I have been looking at these tires really hard lately and they are sick! I'm wanting to get a set and the only thing that is stopping me is how big they are. Just curious if anyone has possibly seen/read/heard of any new tire sizes for the outlaw 2 being released. 28's maybe.....?


----------



## HoNdAnAsTyRIDdEr09

Won't b another size for awhile but a 28is in the works along wit a 31...which my outlaw2s wit 16psi measure 30.5 ins so I'm good lol


----------



## JPs300

They are planning to release a 28" version mid-late summer, then will likely work on an even larger size.


----------



## JLOWERY

They need to work on weight

KAWI RULES


----------



## Brute650i

The law 2's are just as heavy as any other comparable tire. The first batch was heavy but the rest have been improved


----------



## youngDUMP

JPs300 said:


> They are planning to release a 28" version mid-late summer, then will likely work on an even larger size.
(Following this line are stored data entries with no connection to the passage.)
fn render_footer(frame: &mut Frame, area: Rect, app: &App) {
    if matches!(app.mode(), InputMode::Normal) {
        let status_text = app.status();
        let mut spans = Vec::new();
        push_powerline_segment(&mut spans, " 󰘳 nrm ", Color::White, PL_A, PL_B);
        let status_width_hint = area.width.saturating_sub(24).min(120) as usize;
        push_powerline_segment(
            &mut spans,
            format!(
                " {} {} ",
                footer_status_icon(status_text),
                compact_text(status_text, status_width_hint.max(24))
            ),
            Color::White,
            PL_B,
            BG,
        );
        let right = Line::from(Span::styled(
            format!(" {} ", app.view_mode().label()),
            Style::default().fg(MUTED),
        ));
        let right_width = spans_width(&right.spans) as u16;
        let chunks = Layout::default()
            .direction(Direction::Horizontal)
            .constraints([Constraint::Min(1), Constraint::Length(right_width)])
            .split(area);
        frame.render_widget(
            Paragraph::new(Line::from(spans)).style(Style::default().bg(BG)),
            chunks[0],
        );
        frame.render_widget(
            Paragraph::new(right)
                .style(Style::default().bg(BG))
                .alignment(Alignment::Right),
            chunks[1],
        );
        return;
    }

    let (label, prompt, prompt_bg) = match app.mode() {
        InputMode::Command => (" 󰘳 cmd ", format!(":{}", app.input()), ACCENT),
        InputMode::Search => (" 󰍉 srch ", format!("?{}", app.input()), WARN),
        InputMode::Normal => return,
    };

    let mut spans = Vec::new();
    push_powerline_segment(&mut spans, label, Color::Black, prompt_bg, PL_B);
    push_powerline_segment(&mut spans, format!(" {prompt} "), Color::White, PL_B, BG);
    frame.render_widget(
        Paragraph::new(Line::from(spans)).style(Style::default().bg(BG)),
        area,
    );
}

fn footer_status_icon(status_text: &str) -> &'static str {
    let status = status_text.to_ascii_lowercase();
    let has_failure = ["failed", "error", "unknown", "no matches", "stopped:"]
        .iter()
        .any(|needle| status.contains(needle));
    if has_failure { "󰅚" } else { "󰄬" }
}
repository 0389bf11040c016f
use crate::model::{NavigationMode, Snapshot};
use std::collections::BTreeSet;

/// One cursor-addressable row. Rows refer back into the [`Snapshot`] by index,
/// so a fresh snapshot always comes with a freshly projected list.
#[derive(Debug, Clone, Copy, Eq, PartialEq)]
pub enum ListItem {
    Container { index: usize, nested: bool },
    Project { group: usize, expanded: bool },
    Volume(usize),
    Image(usize),
    Network(usize),
}

impl ListItem {
    pub fn container_index(self) -> Option<usize> {
        match self {
            Self::Container { index, .. } => Some(index),
            _ => None,
        }
    }
}

pub fn project(
    snapshot: &Snapshot,
    nav: NavigationMode,
    expanded: &BTreeSet<String>,
) -> Vec<ListItem> {
    match nav {
        NavigationMode::Containers => {
            let mut items = snapshot
                .standalone()
                .iter()
                .map(|index| ListItem::Container {
                    index: *index,
                    nested: false,
                })
                .collect::<Vec<_>>();
            for (group_index, group) in snapshot.groups().iter().enumerate() {
                let is_expanded = expanded.contains(&group.name);
                items.push(ListItem::Project {
                    group: group_index,
                    expanded: is_expanded,
                });
                if is_expanded {
                    items.extend(group.members.iter().map(|index| ListItem::Container {
                        index: *index,
                        nested: true,
                    }));
                }
            }
            items
        }
        NavigationMode::Volumes => (0..snapshot.volumes().len())
            .map(ListItem::Volume)
            .collect(),
        NavigationMode::Images => (0..snapshot.images().len()).map(ListItem::Image).collect(),
        NavigationMode::Networks => (0..snapshot.networks().len())
            .map(ListItem::Network)
            .collect(),
    }
}

/// Keeps the cursor inside `[0, len - 1]`; `None` marks an empty list.
pub fn clamp_cursor(cursor: Option<usize>, len: usize) -> Option<usize> {
    if len == 0 {
        return None;
    }
    Some(cursor.unwrap_or(0).min(len - 1))
}

/// Primary label of a row as shown in the list pane.
pub fn describe(snapshot: &Snapshot, item: ListItem) -> String {
    match item {
        ListItem::Container { index, .. } => snapshot
            .container(index)
            .map(|container| container.name.clone())
            .unwrap_or_default(),
        ListItem::Project { group, .. } => snapshot
            .groups()
            .get(group)
            .map(|group| {
                format!(
                    "{} ({}/{})",
                    group.name,
                    group.running(snapshot.containers()),
                    group.members.len()
                )
            })
            .unwrap_or_default(),
        ListItem::Volume(index) => snapshot
            .volumes()
            .get(index)
            .map(|volume| volume.name.clone())
            .unwrap_or_default(),
        ListItem::Image(index) => snapshot
            .images()
            .get(index)
            .map(|image| {
                image
                    .repo_tags
                    .first()
                    .cloned()
                    .unwrap_or_else(|| format!("<none> {}", image.id))
            })
            .unwrap_or_default(),
        ListItem::Network(index) => snapshot
            .networks()
            .get(index)
            .map(|network| network.name.clone())
            .unwrap_or_default(),
    }
}
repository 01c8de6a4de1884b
//! Application services: validation then store, with domain results.
//!
//! Handlers only translate HTTP to and from these calls; every decision about
//! which status a request ends with is made from the `DomainResult` here.

use std::sync::Arc;

use catalog_core::{DomainError, DomainResult, ProductId};
use catalog_products::{
    BasicProductValidator, InMemoryProductStore, Product, ProductDraft, ProductStore,
    ProductValidator,
};

/// Explicit handle to the store and validator, created once at startup and
/// shared with every request.
#[derive(Clone)]
pub struct AppServices {
    store: Arc<dyn ProductStore>,
    validator: Arc<dyn ProductValidator>,
}

impl AppServices {
    pub fn new(store: Arc<dyn ProductStore>, validator: Arc<dyn ProductValidator>) -> Self {
        Self { store, validator }
    }

    /// Empty in-memory store with the default validation rules.
    pub fn in_memory() -> Self {
        Self::new(
            Arc::new(InMemoryProductStore::new()),
            Arc::new(BasicProductValidator::new()),
        )
    }

    pub fn list_products(&self) -> Vec<Product> {
        self.store.get_all()
    }

    pub fn get_product(&self, id: ProductId) -> DomainResult<Product> {
        self.store.get_by_id(id).ok_or_else(DomainError::not_found)
    }

    pub fn validate(&self, draft: &ProductDraft) -> DomainResult<()> {
        self.validator.validate(draft).map_err(|e| {
            tracing::info!(reason = %e, "product rejected");
            e.into()
        })
    }

    /// Validate, then store. A rejected candidate does not consume an id.
    pub fn create_product(&self, draft: ProductDraft) -> DomainResult<Product> {
        self.validate(&draft)?;

        let product = self.store.add(draft);
        tracing::info!(product_id = %product.id, "product created");
        Ok(product)
    }

    /// Full overwrite of name, description and price. Validation runs before
    /// the existence check.
    pub fn update_product(&self, id: ProductId, draft: ProductDraft) -> DomainResult<()> {
        self.validate(&draft)?;

        if !self.store.update(id, draft) {
            return Err(DomainError::not_found());
        }

        tracing::info!(product_id = %id, "product updated");
        Ok(())
    }

    pub fn delete_product(&self, id: ProductId) -> DomainResult<()> {
        if !self.store.delete(id) {
            return Err(DomainError::not_found());
        }

        tracing::info!(product_id = %id, "product deleted");
        Ok(())
    }
}

#[cfg(test)]
mod tests {
    use super::*;
    use catalog_products::ValidationError;

    fn draft(name: &str, price: f64) -> ProductDraft {
        ProductDraft::new(name, None, price)
    }

    #[test]
    fn rejected_create_does_not_consume_an_id() {
        let services = AppServices::in_memory();

        let err = services.create_product(draft("", 5.0)).unwrap_err();
        assert_eq!(err, DomainError::Validation("Name is required.".to_string()));
        assert!(services.list_products().is_empty());

        let created = services.create_product(draft("A", 5.0)).unwrap();
        assert_eq!(created.id, ProductId::FIRST);
    }

    #[test]
    fn update_validates_before_checking_existence() {
        let services = AppServices::in_memory();

        let err = services
            .update_product(ProductId::new(42), draft("A", 0.0))
            .unwrap_err();
        assert_eq!(err, DomainError::Validation("Price must be positive.".to_string()));

        let err = services
            .update_product(ProductId::new(42), draft("A", 1.0))
            .unwrap_err();
        assert_eq!(err, DomainError::NotFound);
    }

    #[test]
    fn get_and_delete_report_not_found() {
        let services = AppServices::in_memory();
        assert_eq!(services.get_product(ProductId::FIRST), Err(DomainError::NotFound));
        assert_eq!(services.delete_product(ProductId::FIRST), Err(DomainError::NotFound));

        let created = services.create_product(draft("A", 1.0)).unwrap();
        assert_eq!(services.get_product(created.id), Ok(created.clone()));
        assert_eq!(services.delete_product(created.id), Ok(()));
        assert_eq!(services.get_product(created.id), Err(DomainError::NotFound));
    }

    struct RejectEverything;

    impl ProductValidator for RejectEverything {
        fn validate(&self, _candidate: &ProductDraft) -> Result<(), ValidationError> {
            Err(ValidationError::PriceNotPositive)
        }
    }

    #[test]
    fn validator_is_substitutable() {
        let store = Arc::new(InMemoryProductStore::new());
        let services = AppServices::new(store.clone(), Arc::new(RejectEverything));

        assert!(services.create_product(draft("A", 1.0)).is_err());
        assert!(store.get_all().is_empty());
    }
}
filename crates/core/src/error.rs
//! Domain error model.

use thiserror::Error;

/// Result type used across the domain layer.
pub type DomainResult<T> = Result<T, DomainError>;

/// Domain-level error.
///
/// Keep this focused on deterministic failures that a caller can correct
/// (bad input, unknown identity). There is no I/O in the domain, so there is
/// no fatal variant.
#[derive(Debug, Error, Clone, PartialEq, Eq)]
pub enum DomainError {
    /// A candidate failed validation. The message is client-facing and is
    /// rendered verbatim.
    #[error("{0}")]
    Validation(String),

    /// An identifier was invalid (e.g. parse failure).
    #[error("invalid identifier: {0}")]
    InvalidId(String),

    /// The targeted record does not exist.
    #[error("not found")]
    NotFound,
}

impl DomainError {
    pub fn validation(msg: impl Into<String>) -> Self {
        Self::Validation(msg.into())
    }

    pub fn invalid_id(msg: impl Into<String>) -> Self {
        Self::InvalidId(msg.into())
    }

    pub fn not_found() -> Self {
        Self::NotFound
    }
}
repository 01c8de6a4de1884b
use std::sync::Arc;

use axum::{
    extract::{rejection::JsonRejection, Extension, Path},
    http::{header, StatusCode},
    response::IntoResponse,
    routing::get,
    Json, Router,
};

use catalog_core::{DomainError, ProductId};

use crate::app::dto::{ProductRequest, ProductResponse};
use crate::app::errors;
use crate::app::services::AppServices;

pub fn router() -> Router {
    Router::new()
        .route("/", get(list_products).post(create_product))
        .route(
            "/:id",
            get(get_product).put(update_product).delete(delete_product),
        )
}

fn parse_id(raw: &str) -> Result<ProductId, axum::response::Response> {
    raw.parse().map_err(errors::domain_error_to_response)
}

pub fn product_location(id: ProductId) -> String {
    format!("/products/{id}")
}

pub async fn list_products(
    Extension(services): Extension<Arc<AppServices>>,
) -> axum::response::Response {
    let items = services
        .list_products()
        .into_iter()
        .map(ProductResponse::from)
        .collect::<Vec<_>>();
    (StatusCode::OK, Json(items)).into_response()
}

pub async fn get_product(
    Extension(services): Extension<Arc<AppServices>>,
    Path(id): Path<String>,
) -> axum::response::Response {
    let id = match parse_id(&id) {
        Ok(v) => v,
        Err(resp) => return resp,
    };

    match services.get_product(id) {
        Ok(product) => (StatusCode::OK, Json(ProductResponse::from(product))).into_response(),
        Err(e) => errors::domain_error_to_response(e),
    }
}

pub async fn create_product(
    Extension(services): Extension<Arc<AppServices>>,
    body: Result<Json<ProductRequest>, JsonRejection>,
) -> axum::response::Response {
    let Json(body) = match body {
        Ok(v) => v,
        Err(rejection) => return errors::json_rejection_to_response(rejection),
    };

    match services.create_product(body.into_draft()) {
        Ok(product) => (
            StatusCode::CREATED,
            [(header::LOCATION, product_location(product.id))],
            Json(ProductResponse::from(product)),
        )
            .into_response(),
        Err(e) => errors::domain_error_to_response(e),
    }
}

pub async fn update_product(
    Extension(services): Extension<Arc<AppServices>>,
    Path(id): Path<String>,
    body: Result<Json<ProductRequest>, JsonRejection>,
) -> axum::response::Response {
    let Json(body) = match body {
        Ok(v) => v,
        Err(rejection) => return errors::json_rejection_to_response(rejection),
    };
    let draft = body.into_draft();

    // An id that can never exist still gets its body validated first.
    let id = match id.parse::<ProductId>() {
        Ok(v) => v,
        Err(DomainError::NotFound) => {
            return match services.validate(&draft) {
                Ok(()) => StatusCode::NOT_FOUND.into_response(),
                Err(e) => errors::domain_error_to_response(e),
            };
        }
        Err(e) => return errors::domain_error_to_response(e),
    };

    match services.update_product(id, draft) {
        Ok(()) => StatusCode::NO_CONTENT.into_response(),
        Err(e) => errors::domain_error_to_response(e),
    }
}

pub async fn delete_product(
    Extension(services): Extension<Arc<AppServices>>,
    Path(id): Path<String>,
) -> axum::response::Response {
    let id = match parse_id(&id) {
        Ok(v) => v,
        Err(resp) => return resp,
    };

    match services.delete_product(id) {
        Ok(()) => StatusCode::NO_CONTENT.into_response(),
        Err(e) => errors::domain_error_to_response(e),
    }
}
use axum::Router;

pub mod products;
pub mod system;

/// Router for all catalog endpoints.
pub fn router() -> Router {
    Router::new().nest("/products", products::router())
}
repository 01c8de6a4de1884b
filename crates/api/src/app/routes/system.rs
use axum::http::StatusCode;

pub async fn health() -> StatusCode {
    StatusCode::OK
}
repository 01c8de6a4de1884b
//! `catalog-core` — domain foundation building blocks.
//!
//! This crate contains **pure domain** primitives (no infrastructure concerns).

pub mod error;
pub mod id;

pub use error::{DomainError, DomainResult};
pub use id::ProductId;
//! Tracing/logging initialization.

use tracing_subscriber::EnvFilter;

/// Output format for log lines.
#[derive(Debug, Clone, Copy, PartialEq, Eq, Default)]
pub enum LogFormat {
    /// One JSON object per line.
    #[default]
    Json,
    /// Human-readable multi-line output for local development.
    Pretty,
}

impl LogFormat {
    pub const ENV_VAR: &'static str = "CATALOG_LOG_FORMAT";

    /// Read the format from [`LogFormat::ENV_VAR`]; unknown values fall back to JSON.
    pub fn from_env() -> Self {
        std::env::var(Self::ENV_VAR)
            .map(|v| Self::parse(&v))
            .unwrap_or_default()
    }

    pub fn parse(value: &str) -> Self {
        match value.trim().to_ascii_lowercase().as_str() {
            "pretty" | "text" => LogFormat::Pretty,
            _ => LogFormat::Json,
        }
    }
}

/// Initialize tracing/logging for the process, filtered by `RUST_LOG`
/// (default `info`).
///
/// Safe to call multiple times (subsequent calls are no-ops).
pub fn init(format: LogFormat) {
    let filter = EnvFilter::try_from_default_env().unwrap_or_else(|_| EnvFilter::new("info"));

    let builder = tracing_subscriber::fmt()
        .with_env_filter(filter)
        .with_timer(tracing_subscriber::fmt::time::SystemTime)
        .with_target(false);

    let installed = match format {
        LogFormat::Json => builder.json().try_init().is_ok(),
        LogFormat::Pretty => builder.pretty().try_init().is_ok(),
    };

    if installed {
        ::tracing::debug!(?format, "tracing initialized");
    }
}
use axum::extract::rejection::JsonRejection;
use axum::http::StatusCode;
use axum::response::IntoResponse;
use serde_json::json;

use catalog_core::DomainError;

pub fn domain_error_to_response(err: DomainError) -> axum::response::Response {
    match err {
        DomainError::Validation(msg) => json_error(StatusCode::BAD_REQUEST, "validation_error", msg),
        DomainError::InvalidId(msg) => json_error(StatusCode::BAD_REQUEST, "invalid_id", msg),
        // 404 carries no body.
        DomainError::NotFound => StatusCode::NOT_FOUND.into_response(),
    }
}

/// Malformed JSON, wrong content type, or a field of the wrong type.
pub fn json_rejection_to_response(rejection: JsonRejection) -> axum::response::Response {
    json_error(StatusCode::BAD_REQUEST, "invalid_body", rejection.body_text())
}

pub fn json_error(
    status: StatusCode,
    code: &'static str,
    message: impl Into<String>,
) -> axum::response::Response {
    (
        status,
        axum::Json(json!({
            "error": code,
            "message": message.into(),
        })),
    )
        .into_response()
}
//! Products domain module.
//!
//! This crate contains the product model, the submission rules a candidate must
//! pass, and the store that owns every product record and hands out ids. No
//! HTTP and no persistence live here.

pub mod product;
pub mod store;
pub mod validator;

pub use product::{Product, ProductDraft};
pub use store::{InMemoryProductStore, ProductStore};
pub use validator::{BasicProductValidator, ProductValidator, ValidationError};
This is great! Hope it all works and they get them rollin out to dealers quickly


----------



## JPs300

I am considering dropping down the 28's myself when they come out, or possibly just a set of s/w 30 backs. Actually, more considering swapping this kitty for an XMR to negate needing to down grade tires.......


----------



## jrpro130

The 31s and outlaw 2 are same size. I have a pic side by side if anyone wants them. They need to make a 28 in 10 wide. 

I might be doing something new too. So Jp pm me if you sell! I prob will have someone to buy 


Should be wrenching instead of using TapaTalk


----------



## jrpro130

Left to right; 31 wide, 29 outlaw 2 wide, 29.5 10" wide. All on runs 6 psi 


Should be wrenching instead of using TapaTalk


----------



## JPs300

Will let you know if I make a change. Love them for everything except sugar sand, but my drive train carnage is starting to drive me nuts.


----------



## jrpro130

I know I'll sound like an old man saying this but something I realized just recently is that sometimes it all about tried and true...not new. 

My 08 on old 29.5 skinnies went everywhere my bike on 31s goes except I NEVER broke on 29. And I was very rough on it back then. Sometimes stock is good! Im all about a good mix of reliable and power. Which for me was 29.5 and mostly stock. 

Just an idea. The old 29.5 were the best tire I ever had. Yes the 31 go through more but not much more...not worth having to upgrade axles and get gear reduction. 


Should be wrenching instead of using TapaTalk


----------



## youngDUMP

Absolutely loved my old 29s on my but I like the 14s and don't want to get rid of them. Now if they would make original 29.5 for a 14" rim... I would have a set ordered right now.


----------



## JPs300

The new tread is great, but my power is killing stuff. - I was killing it with just the terms, so the law2's are no suprise for breakages.


----------